I am trying to create a dataframe from the following list:
data = [(1,'abc','2020-08-20 10:00:00', 'I'),
(1,'abc','2020-08-20 10:01:00', 'U'),
(1,'abc','2020-08-21 10:02:00', 'U'),
(2,'pqr','2020-08-20 10:00:00', 'I'),
(2,'pqr','2020-08-20 10:01:00', 'U'),
(2,'pqr','2020-08-21 10:02:00', 'D'),
(3,'rst','2020-08-20 10:00:00', 'I'),
(3,'rst','2020-08-20 10:01:00', 'U'),
(3,'rst','2020-08-21 10:02:00', 'U')]
I am running the following code to create a dataframe from this:
from pyspark.sql.types import *
mySchema = StructType([StructField("key", IntegerType()),
StructField("name", StringType()),
StructField("ts", TimestampType()),
StructField("cdc_flag", StringType())])
df_raw = spark.createDataFrame(data, mySchema)
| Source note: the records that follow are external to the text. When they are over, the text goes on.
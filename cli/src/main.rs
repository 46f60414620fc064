//! Console front-end for the minefield engine: prompts are clap arguments,
//! clicks are `r`/`f` commands, and the whole board is redrawn from the
//! engine's per-cell view query after every action.

use std::fmt::Write as _;
use std::io::{self, Write as _};

use anyhow::Context;
use clap::Parser;
use clap_verbosity_flag::{Verbosity, WarnLevel};
use minefield_core::{Action, CellView, GameConfig, Session, SessionState};

#[derive(Parser, Debug)]
#[command(name = "minefield", about = "Console minesweeper", version)]
struct Args {
    /// Board rows
    #[arg(long, default_value_t = 9)]
    rows: u16,
    /// Board columns
    #[arg(long, default_value_t = 9)]
    cols: u16,
    /// Number of mines
    #[arg(long, default_value_t = 10)]
    mines: u32,
    /// Seed for mine placement (0 = random)
    #[arg(long, default_value_t = 0)]
    seed: u64,
    #[command(flatten)]
    verbosity: Verbosity<WarnLevel>,
}

fn glyph(view: CellView) -> char {
    match view {
        CellView::Unknown => '.',
        CellView::Flagged => 'F',
        CellView::Exploded => '*',
        CellView::Open(0) => ' ',
        CellView::Open(count) => char::from_digit(count.into(), 10).unwrap_or('?'),
    }
}

fn render(session: &Session) -> String {
    let mut out = String::new();

    out.push_str("    ");
    for col in 0..session.cols() {
        let _ = write!(out, "{:>2} ", col + 1);
    }
    out.push('\n');
    out.push_str("   ");
    out.push_str(&"-".repeat(usize::from(session.cols()) * 3 + 1));
    out.push('\n');

    let mut current_row = u16::MAX;
    for ((row, _), view) in session.iter_views() {
        if row != current_row {
            if current_row != u16::MAX {
                out.push('\n');
            }
            let _ = write!(out, "{:>2} | ", row + 1);
            current_row = row;
        }
        let _ = write!(out, "{}  ", glyph(view));
    }
    out.push('\n');
    out
}

fn print_help() {
    println!("Commands:");
    println!("  r ROW COL   - reveal the cell (1-based)");
    println!("  f ROW COL   - toggle a flag (1-based)");
    println!("  q           - quit");
    println!("  h/help      - show this help");
}

fn parse_coords(parts: &[&str]) -> Option<(u16, u16)> {
    let row: u16 = parts.get(1)?.parse().ok()?;
    let col: u16 = parts.get(2)?.parse().ok()?;
    // 1-based on the prompt, 0-based in the engine.
    Some((row.checked_sub(1)?, col.checked_sub(1)?))
}

fn main() -> anyhow::Result<()> {
    let args = Args::parse();
    env_logger::Builder::new()
        .filter_level(args.verbosity.log_level_filter())
        .init();

    let config = GameConfig::new(args.rows, args.cols, args.mines)
        .context("invalid board configuration")?;
    let seed = if args.seed == 0 { rand::random() } else { args.seed };
    log::debug!("starting {}x{} game with {} mines, seed {}", args.rows, args.cols, args.mines, seed);

    let mut session = Session::new(config, seed);

    println!(
        "Minesweeper {}x{} with {} mines. Coordinates are 1-based; type 'h' for help.",
        args.rows, args.cols, args.mines
    );

    let mut input = String::new();
    loop {
        println!("\n{}", render(&session));
        match session.state() {
            SessionState::Lost => {
                println!("Boom! You hit a mine. Game over.");
                break;
            }
            SessionState::Won => {
                println!("Congratulations, you cleared the board!");
                break;
            }
            _ => {}
        }
        println!("mines left: {}", session.mines_left());

        print!("> ");
        io::stdout().flush()?;
        input.clear();
        if io::stdin().read_line(&mut input)? == 0 {
            break;
        }
        let parts: Vec<&str> = input.split_whitespace().collect();
        let Some(&command) = parts.first() else {
            continue;
        };

        let action = match command.to_lowercase().as_str() {
            "q" | "quit" | "exit" => break,
            "h" | "help" => {
                print_help();
                continue;
            }
            "r" | "reveal" => Action::Reveal,
            "f" | "flag" => Action::Flag,
            other => {
                println!("Unknown command '{}'. Type 'h' for help.", other);
                continue;
            }
        };

        let Some(coords) = parse_coords(&parts) else {
            println!("Usage: {} ROW COL (1-based)", command);
            continue;
        };

        match session.apply_click(coords, action) {
            Ok(result) => {
                if !result.changed {
                    log::debug!("no change at {:?}", coords);
                }
            }
            Err(err) => println!("{}", err),
        }
    }

    Ok(())
}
And I am getting the following error:
TypeError: field ts: TimestampType can not accept object '2020-08-20 10:00:00' in type <class 'str'>
I tried changing the data type to DateType also. But getting the same error.
Please note that, I am trying to understand if this way of implementing the schema is possible or not. I think I can use withColumn and cast this ts column and drop the original column to handle this.